Senior Judge of the United States District Court for the Southern District of California
- In office November 4, 1995 – September 3, 2007

Judge of the United States District Court for the Southern District of California
- In office October 28, 1985 – November 4, 1995
- Appointed by: Ronald Reagan
- Preceded by: Leland Chris Nielsen
- Succeeded by: Thomas J. Whelan

Personal details
- Born: John Skylstead Rhoades Sr. March 18, 1925 Havre, Montana
- Died: September 3, 2007 (aged 82) San Diego, California
- Education: Stanford University (A.B.) University of California, Hastings College of the Law (J.D.)
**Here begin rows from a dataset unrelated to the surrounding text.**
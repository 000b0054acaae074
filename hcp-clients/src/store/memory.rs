//! In-memory store backend, used as the test double across the workspace.

use super::{StoreBackend, StoreError};
use async_trait::async_trait;
use futures::{stream, stream::BoxStream, StreamExt};
use hcp_core::ResourceId;
use parking_lot::RwLock;
use std::collections::BTreeMap;

/// A [`StoreBackend`] over a sorted map keyed by the store-key encoding,
/// which makes child and descendant listing a prefix scan, the same access
/// pattern the production store uses.
#[derive(Default)]
pub struct MemoryStore {
    docs: RwLock<BTreeMap<String, serde_json::Value>>,
}

impl MemoryStore {
    #[must_use]
    pub fn new() -> Self {
        Self::default()
    }

    /// Number of stored documents.
    #[must_use]
    pub fn len(&self) -> usize {
        self.docs.read().len()
    }

    #[must_use]
    pub fn is_empty(&self) -> bool {
        self.docs.read().is_empty()
    }

    fn scan(
        &self,
        prefix: &str,
        kind: Option<&str>,
    ) -> Vec<serde_json::Value> {
        self.docs
            .read()
            .range(prefix.to_owned()..)
            .take_while(|(key, _)| key.starts_with(prefix))
            .filter(|(key, _)| {
                kind.is_none_or(|kind| {
                    let segments: Vec<&str> = key.split('|').collect();
                    segments.len() >= 2 && segments[segments.len() - 2] == kind
                })
            })
            .map(|(_, value)| value.clone())
            .collect()
    }
}

#[async_trait]
impl StoreBackend for MemoryStore {
    async fn create(&self, id: &ResourceId, body: serde_json::Value) -> Result<(), StoreError> {
        let mut docs = self.docs.write();
        let key = id.store_key();
        if docs.contains_key(&key) {
            return Err(StoreError::conflict(id));
        }
        docs.insert(key, body);
        Ok(())
    }

    async fn get(&self, id: &ResourceId) -> Result<serde_json::Value, StoreError> {
        self.docs
            .read()
            .get(&id.store_key())
            .cloned()
            .ok_or_else(|| StoreError::not_found(id))
    }

    async fn replace(&self, id: &ResourceId, body: serde_json::Value) -> Result<(), StoreError> {
        let mut docs = self.docs.write();
        match docs.get_mut(&id.store_key()) {
            Some(slot) => {
                *slot = body;
                Ok(())
            }
            None => Err(StoreError::not_found(id)),
        }
    }

    async fn delete(&self, id: &ResourceId) -> Result<(), StoreError> {
        match self.docs.write().remove(&id.store_key()) {
            Some(_) => Ok(()),
            None => Err(StoreError::not_found(id)),
        }
    }

    fn list(
        &self,
        scope: Option<&ResourceId>,
        kind: &str,
    ) -> BoxStream<'static, Result<serde_json::Value, StoreError>> {
        let prefix = scope.map(|scope| format!("{}|", scope.store_key())).unwrap_or_default();
        let items = self.scan(&prefix, Some(&kind.to_ascii_lowercase()));
        stream::iter(items.into_iter().map(Ok)).boxed()
    }

    fn list_recursive(
        &self,
        root: &ResourceId,
    ) -> BoxStream<'static, Result<serde_json::Value, StoreError>> {
        let prefix = format!("{}|", root.store_key());
        stream::iter(self.scan(&prefix, None).into_iter().map(Ok)).boxed()
    }
}
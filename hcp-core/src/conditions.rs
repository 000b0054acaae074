//! Status conditions recorded on resources by controllers.

use chrono::{DateTime, Utc};
use serde::{Deserialize, Serialize};
use std::fmt::{self, Display};

/// Tri-state condition status.
#[derive(Debug, Clone, Copy, PartialEq, Eq, Hash, Serialize, Deserialize)]
pub enum ConditionStatus {
    True,
    False,
    Unknown,
}

impl Display for ConditionStatus {
    fn fmt(&self, f: &mut fmt::Formatter<'_>) -> fmt::Result {
        f.write_str(match self {
            Self::True => "True",
            Self::False => "False",
            Self::Unknown => "Unknown",
        })
    }
}

/// One observation about a resource, keyed by `type`.
///
/// A resource carries at most one condition per type, and
/// `last_transition_time` moves only when `status` changes; both invariants
/// are maintained by the status reporter's set helper.
#[derive(Debug, Clone, PartialEq, Eq, Serialize, Deserialize)]
#[serde(rename_all = "camelCase")]
pub struct Condition {
    #[serde(rename = "type")]
    pub type_: String,
    pub status: ConditionStatus,
    pub reason: String,
    pub message: String,
    pub last_transition_time: DateTime<Utc>,
}

impl Condition {
    #[must_use]
    pub fn new(
        type_: impl Into<String>,
        status: ConditionStatus,
        reason: impl Into<String>,
        message: impl Into<String>,
        last_transition_time: DateTime<Utc>,
    ) -> Self {
        Self {
            type_: type_.into(),
            status,
            reason: reason.into(),
            message: message.into(),
            last_transition_time,
        }
    }
}

#[cfg(test)]
mod tests {
    use super::*;

    #[test]
    fn wire_form() {
        let condition = Condition::new(
            "Degraded",
            ConditionStatus::False,
            "NoErrors",
            "sync succeeded",
            "2026-03-01T12:00:00Z".parse().unwrap(),
        );
        let json = serde_json::to_value(&condition).unwrap();
        assert_eq!(
            json,
            serde_json::json!({
                "type": "Degraded",
                "status": "False",
                "reason": "NoErrors",
                "message": "sync succeeded",
                "lastTransitionTime": "2026-03-01T12:00:00Z",
            })
        );
    }
}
= John Skylstead Rhoades Sr. =

American judge

John Skylstead Rhoades Sr. (March 18, 1925 – September 3, 2007) was a United States district judge of the United States District Court for the Southern District of California.

==Education and career==

Born in Havre, Montana, Rhoades was in the United States Navy during World War II, from 1943 to 1946. He received an Artium Baccalaureus degree from Stanford University in 1948 and a Juris Doctor from the University of California, Hastings College of the Law in 1951. He was in the United States Navy Reserve following World War II, from 1946 to 1966. He was a prosecuting attorney of San Diego, California from 1955 to 1956. He was a deputy city attorney of San Diego from 1956 to 1957. He was in private practice in San Diego from 1957 to 1985.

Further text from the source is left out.